■ Exercise requirements ■
Restate the whole listing word for word, missing no line.

■ Data extract ■
..........
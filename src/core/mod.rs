pub mod algorithm;
pub mod algorithm_model;
pub mod application;
pub mod graph;
pub mod player;

pub use crate::domain::model::{AlgorithmState, AlgorithmType, Mode, Point, Traversal};
pub use crate::domain::ports::{ConfigProvider, Storage};
pub use crate::utils::error::Result;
..........
■ Solution for this problem ■
filename src/core/mod.rs
pub mod algorithm;
pub mod algorithm_model;
pub mod application;
pub mod graph;
pub mod player;

pub use crate::domain::model::{AlgorithmState, AlgorithmType, Mode, Point, Traversal};
pub use crate::domain::ports::{ConfigProvider, Storage};
pub use crate::utils::error::Result;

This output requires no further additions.